Professor Miroslav Krstic

Miroslav Krstic is Distinguished Professor of Mechanical and Aerospace Engineering, holds the Alspach endowed chair, and is the founding director of the Cymer Center for Control Systems and Dynamics at UC San Diego. He also serves as Senior Associate Vice Chancellor for Research at UCSD. As a graduate student, Krstic won the UC Santa Barbara best dissertation award and student best paper awards at CDC and ACC. Krstic has been elected Fellow of seven scientific societies – IEEE, IFAC, ASME, SIAM, AAAS, IET (UK), and AIAA (Assoc. Fellow) – and as a foreign member of the Serbian Academy of Sciences and Arts and of the Academy of Engineering of Serbia. He has received the SIAM Reid Prize, ASME Oldenburger Medal, Nyquist Lecture Prize, Paynter Outstanding Investigator Award, Ragazzini Education Award, IFAC Nonlinear Control Systems Award, Chestnut textbook prize, Control Systems Society Distinguished Member Award, the PECASE, NSF Career, and ONR Young Investigator awards, the Schuck (’96 and ’19) and Axelby paper prizes, and the first UCSD Research Award given to an engineer. Krstic has also been awarded the Springer Visiting Professorship at UC Berkeley, the Distinguished Visiting Fellowship of the Royal Academy of Engineering, and the Invitation Fellowship of the Japan Society for the Promotion of Science. He serves as Editor-in-Chief of Systems & Control Letters and has been serving as Senior Editor in Automatica and IEEE Transactions on Automatic Control, as editor of two Springer book series, and has served as Vice President for Technical Activities of the IEEE Control Systems Society and as chair of the IEEE CSS Fellow Committee. Krstic has coauthored thirteen books on adaptive, nonlinear, and stochastic control, extremum seeking, control of PDE systems including turbulent flows, and control of delay systems.

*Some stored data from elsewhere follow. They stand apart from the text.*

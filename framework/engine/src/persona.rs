use std::fmt;

use serde::{Deserialize, Serialize};
use simcity_core::prelude::{Seed, SimRng};

const FIRST_NAMES: &[&str] = &[
    "Ada", "Bo", "Cleo", "Dev", "Eun", "Femi", "Gus", "Hana", "Ivo", "Jun", "Kai", "Lena", "Milo",
    "Nia", "Oren", "Pia",
];
const LAST_NAMES: &[&str] = &[
    "Archer", "Brook", "Castro", "Dale", "Ekwueme", "Frost", "Grove", "Holt", "Ito", "Jansen",
];

const CHATTY_CHANCE: f64 = 0.3;
const PATIENT_CHANCE: f64 = 0.5;
const STRICT_CHANCE: f64 = 0.25;

#[derive(Debug, Clone, Copy, PartialEq, Eq, Hash, Serialize, Deserialize)]
#[serde(rename_all = "lowercase")]
pub enum AgentKind {
    Customer,
    Vendor,
}

impl AgentKind {
    pub fn as_str(&self) -> &'static str {
        match self {
            AgentKind::Customer => "customer",
            AgentKind::Vendor => "vendor",
        }
    }
}

impl fmt::Display for AgentKind {
    fn fmt(&self, f: &mut fmt::Formatter<'_>) -> fmt::Result {
        f.write_str(self.as_str())
    }
}

#[derive(Debug, Clone, PartialEq, Eq, Serialize, Deserialize)]
#[serde(rename_all = "camelCase")]
pub struct Persona {
    pub kind: AgentKind,
    pub index: u64,
    pub agent_id: String,
    pub display_name: String,
    pub email: String,
    pub chatty: bool,
    pub patient: bool,
    pub strict: bool,
}

/// The persona of the `index`th agent of `kind` for a seed.
///
/// Pure: each persona draws from its own PRNG stream, so it does not depend on how many other
/// agents have been generated or in which order.
pub fn generate_persona(seed: &Seed, kind: AgentKind, index: u64) -> Persona {
    let mut rng = SimRng::for_stream(seed, &format!("persona/{kind}"), index);

    let first = FIRST_NAMES[rng.below(FIRST_NAMES.len())];
    let last = LAST_NAMES[rng.below(LAST_NAMES.len())];
    let token = rng.hex_token(8);

    Persona {
        kind,
        index,
        agent_id: format!("{kind}-{index}"),
        display_name: format!("{first} {last}"),
        email: format!("simcity+{kind}-{index}-{token}@synthetic.simcity.test"),
        chatty: rng.chance(CHATTY_CHANCE),
        patient: rng.chance(PATIENT_CHANCE),
        strict: rng.chance(STRICT_CHANCE),
    }
}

Title: Extremum Seeking and its Applications

Extremum seeking (ES) is a method for solving optimization problems without the knowledge of the operating map, using only the measurements of the output of the map. Tackling similar problems as evolutionary/genetic algorithms, ES was invented half a century earlier within the early control community and is well suited for real-time implementation on plants with significant dynamics. Modern ES algorithms, developed since 2000, are capable of guaranteeing stability, and even prescribed rates of convergence in spite of the plant model and the performance index function being unknown. I will overview some fundamental ES results, including deterministic and ES algorithms, ES for non-cooperative games, and extensions of ES from gradient to Newton based updates. Many hundreds of applications of ES have emerged since 2000. I will highlight source seeking for autonomous vehicles in GPS-denied environments, MPPT for solar and wind energy sources, liquid tin droplet targeting by lasers in semiconductor photolithography, and a Mars Rover application.